After hearing that argument, the assigned ALJ and Assigned Commissioner ruled "this is the appropriate proceeding to consider whether PG&E reasonably incurred the costs for which it now seeks recovery." (Scoping Memo and Ruling, June 24, 1999, p. 2.) In the face of that ruling, PG&E continued to present its case, with the introduction of rebuttal testimony and in evidentiary hearings. Pursuant to Rule 2.6 of the Commission's Rules of Practice and Procedure, it could have amended its initial showing to address the issue of reasonableness. It chose not to amend its showing, and so the Commission must consider the reasonableness of PG&E's § 368(e) expenditures absent a direct showing by PG&E, and with a rebuttal showing on the portion of expenditures that were challenged.
We agree with TURN that complete rejection of any recovery of expenditures made to purportedly enhance transmission and distribution system safety and reliability is not justified on this record. We also regard such an approach contrary to our understanding of § 368(e). While the code is written to account for revenues that are not used, or are recorded improperly, it contemplates that some amount of reasonably-incurred additional expenses will be recoverable. However, to the extent that PG&E deliberately and after repeated notice made no argument in support of its expenditures, we find the use of rebuttal testimony to be inadequate for making a prima facie case and as a result, we disallow recovery for all reasonable challenges raised by ORA and TURN. The disallowances and deferrals are summarized below and detailed in the next section.
We disallow:
1. $27 million for administrative and general (A&G) expense in 1997 and 1998;
2. $450,000 for advertising expenses in 1998;
3. $499,295 in automatic meter reading (AMR) costs in 1998;
4. $5.6 million in 1997 and $13.9 million in 1998 for common plant capital expenditures;
5. $7.01 million in 1997 and $ 6.3 million in 1998 for Distribution and Customer Service Support (DCSS) expenses;
6. $2.06 million in 1997 restructuring-related expenses;
7. $2 million in 1998 pole treatment expenses;
8. $929,000 in 1998 capital expenditures for meter reading vehicles;
9. $940,000 in 1998 expenses and $1.46 million in 1998 capital expenditures for Year-2000 compliance; and
We defer to a separate future application:
1. Catastrophic event-related costs, capital and expense:
a. $4.3 million in expenses and $19.6 million in capital expenditures for 1997; and
b. $12.922 million in expenses and $15.312 million in capital expenditures for 1998.

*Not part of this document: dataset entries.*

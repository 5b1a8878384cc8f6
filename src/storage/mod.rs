use web_sys::Storage;

/// The only value the portal persists in the browser.
pub(crate) const TOKEN_KEY: &str = "intranet_jwt";

fn local_storage() -> Option<Storage> {
    web_sys::window().and_then(|w| w.local_storage().ok().flatten())
}

pub(crate) fn read_item(key: &str) -> Option<String> {
    local_storage()?.get_item(key).ok().flatten()
}

pub(crate) fn write_item(key: &str, value: &str) {
    if let Some(storage) = local_storage() {
        if storage.set_item(key, value).is_err() {
            log::warn!("localStorage rejected write for {key}");
        }
    }
}

pub(crate) fn remove_item(key: &str) {
    if let Some(storage) = local_storage() {
        if storage.remove_item(key).is_err() {
            log::warn!("localStorage rejected removal of {key}");
        }
    }
}

#[cfg(all(test, target_arch = "wasm32"))]
mod wasm_tests {
    use super::*;
    use wasm_bindgen_test::*;

    wasm_bindgen_test_configure!(run_in_browser);

    #[wasm_bindgen_test]
    fn test_remove_item_clears_key_and_tolerates_absent_keys() {
        let key = "intranet_storage_test";
        write_item(key, "v");
        assert_eq!(read_item(key).as_deref(), Some("v"));

        remove_item(key);
        assert_eq!(read_item(key), None);
        remove_item(key);
        assert_eq!(read_item(key), None);
    }
}
use crate::components::ui::{ToastHost, Toasts};
use crate::config::EnvConfig;
use crate::pages::{
    ChangePasswordPage, CircularsPage, ForgotPasswordPage, GenerationReportsPage, LoginPage,
    PromotionsPage, RegisterPage, ResetPasswordPage, RootAuthed, RootPage, RulesManualsPage,
    TrainingsPage, TransfersPage,
};
use crate::state::{AppContext, AppState};
use leptos::prelude::*;
use leptos_router::components::{Route, Router, Routes};
use leptos_router::path;

#[component]
pub fn App(config: EnvConfig) -> impl IntoView {
    provide_context(AppContext(AppState::new(config)));

    let toasts = Toasts::new();
    provide_context(toasts);

    view! {
        <Router>
            <Routes fallback=|| view! { <div class="px-4 py-8 text-xs text-muted-foreground">"Not found"</div> }>
                <Route path=path!("login") view=LoginPage />
                <Route path=path!("signup") view=RegisterPage />
                <Route path=path!("forgot-password") view=ForgotPasswordPage />
                <Route path=path!("reset-password") view=ResetPasswordPage />
                <Route path=path!("change-password") view=move || view! {
                    <RootAuthed>
                        <ChangePasswordPage />
                    </RootAuthed>
                } />
                <Route path=path!("circulars") view=move || view! {
                    <RootAuthed>
                        <CircularsPage />
                    </RootAuthed>
                } />
                <Route path=path!("promotions") view=move || view! {
                    <RootAuthed>
                        <PromotionsPage />
                    </RootAuthed>
                } />
                <Route path=path!("transfers") view=move || view! {
                    <RootAuthed>
                        <TransfersPage />
                    </RootAuthed>
                } />
                <Route path=path!("trainings") view=move || view! {
                    <RootAuthed>
                        <TrainingsPage />
                    </RootAuthed>
                } />
                <Route path=path!("rules-manuals") view=move || view! {
                    <RootAuthed>
                        <RulesManualsPage />
                    </RootAuthed>
                } />
                <Route path=path!("generation-reports") view=move || view! {
                    <RootAuthed>
                        <GenerationReportsPage />
                    </RootAuthed>
                } />
                <Route path=path!("") view=RootPage />
            </Routes>
        </Router>
        <ToastHost toasts=toasts />
    }
}
#[component]
pub fn ForgotPasswordPage() -> impl IntoView {
    let email: RwSignal<String> = RwSignal::new(String::new());
    let error: RwSignal<Option<String>> = RwSignal::new(None);
    let success: RwSignal<Option<String>> = RwSignal::new(None);
    let loading: RwSignal<bool> = RwSignal::new(false);

    let app_state = expect_context::<AppContext>();

    let on_submit = move |ev: web_sys::SubmitEvent| {
        ev.prevent_default();
        if loading.get_untracked() {
            return;
        }

        let email_val = email.get();
        loading.set(true);
        error.set(None);
        success.set(None);

        let app_state = app_state.clone();
        spawn_local(async move {
            match app_state.0.api_client.forgot_password(&email_val).await {
                Ok(_) => success.set(Some(
                    "If an account exists for that email, a reset link is on its way.".to_string(),
                )),
                Err(e) => {
                    warn!("forgot-password request failed: {e}");
                    error.set(Some(e.user_message()));
                }
            }
            loading.set(false);
        });
    };

    view! {
        <AuthCard title="Forgot password" description="We will email you a link to choose a new password.">
            <form class="flex flex-col gap-3" on:submit=on_submit>
                <Field id="email" label="Email" r#type="email" placeholder="you@example.com" autocomplete="email" value=email />

                <ErrorBanner message=error />
                <SuccessBanner message=success />

                <SubmitButton loading=loading idle="Send reset link" busy="Sending..." />

                <div class="pt-1 text-xs text-muted-foreground">
                    <a class="text-primary underline underline-offset-4" href="/login">"Back to sign in"</a>
                </div>
            </form>
        </AuthCard>
    }
}

#[component]
pub fn ResetPasswordPage() -> impl IntoView {
    let query = use_query_map();
    let code = move || query.with(|q| q.get("code")).filter(|c| !c.trim().is_empty());

    let password: RwSignal<String> = RwSignal::new(String::new());
    let confirm_password: RwSignal<String> = RwSignal::new(String::new());
    let error: RwSignal<Option<String>> = RwSignal::new(None);
    let success: RwSignal<Option<String>> = RwSignal::new(None);
    let loading: RwSignal<bool> = RwSignal::new(false);

    let app_state = expect_context::<AppContext>();

    let on_submit = move |ev: web_sys::SubmitEvent| {
        ev.prevent_default();
        if loading.get_untracked() {
            return;
        }

        let Some(code) = code() else {
            error.set(Some("This reset link is invalid or incomplete.".to_string()));
            return;
        };

        let password_val = password.get();
        let confirm_val = confirm_password.get();
        if let Err(msg) = validate_new_password(&password_val, &confirm_val) {
            error.set(Some(msg.to_string()));
            return;
        }

        loading.set(true);
        error.set(None);

        let app_state = app_state.clone();
        spawn_local(async move {
            match app_state
                .0
                .api_client
                .reset_password(&code, &password_val, &confirm_val)
                .await
            {
                Ok(_) => success.set(Some("Password updated. You can now sign in.".to_string())),
                Err(e) => {
                    warn!("password reset failed: {e}");
                    error.set(Some(e.user_message()));
                }
            }
            loading.set(false);
        });
    };

    view! {
        <AuthCard title="Reset password" description="Choose a new password of at least 6 characters.">
            <form class="flex flex-col gap-3" on:submit=on_submit>
                <Show when=move || code().is_none() fallback=|| ().into_view()>
                    <div class="text-xs text-destructive">"The reset code is missing from this link."</div>
                </Show>

                <Field id="password" label="New password" r#type="password" autocomplete="new-password" value=password />
                <Field id="confirm-password" label="Confirm password" r#type="password" autocomplete="new-password" value=confirm_password />

                <ErrorBanner message=error />
                <SuccessBanner message=success />

                <SubmitButton loading=loading idle="Update password" busy="Updating..." />

                <div class="pt-1 text-xs text-muted-foreground">
                    <a class="text-primary underline underline-offset-4" href="/login">"Back to sign in"</a>
                </div>
            </form>
        </AuthCard>
    }
}

#[component]
pub fn ChangePasswordPage() -> impl IntoView {
    let current_password: RwSignal<String> = RwSignal::new(String::new());
    let password: RwSignal<String> = RwSignal::new(String::new());
    let confirm_password: RwSignal<String> = RwSignal::new(String::new());
    let error: RwSignal<Option<String>> = RwSignal::new(None);
    let success: RwSignal<Option<String>> = RwSignal::new(None);
    let loading: RwSignal<bool> = RwSignal::new(false);

    let app_state = expect_context::<AppContext>();

    let on_submit = move |ev: web_sys::SubmitEvent| {
        ev.prevent_default();
        if loading.get_untracked() {
            return;
        }

        let current_val = current_password.get();
        let password_val = password.get();
        let confirm_val = confirm_password.get();
        if let Err(msg) = validate_new_password(&password_val, &confirm_val) {
            error.set(Some(msg.to_string()));
            return;
        }

        loading.set(true);
        error.set(None);
        success.set(None);

        let app_state = app_state.clone();
        spawn_local(async move {
            match app_state
                .0
                .api_client
                .change_password(&current_val, &password_val, &confirm_val)
                .await
            {
                Ok(_) => {
                    current_password.set(String::new());
                    password.set(String::new());
                    confirm_password.set(String::new());
                    success.set(Some("Your password has been changed.".to_string()));
                }
                Err(e) => {
                    warn!("password change failed: {e}");
                    error.set(Some(e.user_message()));
                }
            }
            loading.set(false);
        });
    };

    view! {
        <div class="max-w-md">
            <Card>
                <CardHeader>
                    <CardTitle class="text-base">"Change password"</CardTitle>
                    <CardDescription class="text-xs">"Enter your current password and a new one."</CardDescription>
                </CardHeader>
                <CardContent>
                    <form class="flex flex-col gap-3" on:submit=on_submit>
                        <Field id="current-password" label="Current password" r#type="password" autocomplete="current-password" value=current_password />
                        <Field id="password" label="New password" r#type="password" autocomplete="new-password" value=password />
                        <Field id="confirm-password" label="Confirm new password" r#type="password" autocomplete="new-password" value=confirm_password />

                        <ErrorBanner message=error />
                        <SuccessBanner message=success />

                        <SubmitButton loading=loading idle="Change password" busy="Saving..." />
                    </form>
                </CardContent>
            </Card>
        </div>
    }
}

We reject ORA and TURN's proposed prior-period adjustments for cash accounting by PG&E for various tree-trimming expenses.
6 See: The American Heritage Dictionary of the English Language, New College Edition 1980; Enhance is "to increase or make greater, as in value, cost, beauty or reputation; augment." It is also a synonym for "improve." 7 No doubt a humorous retort to PG&E's "work saving proxy" argument.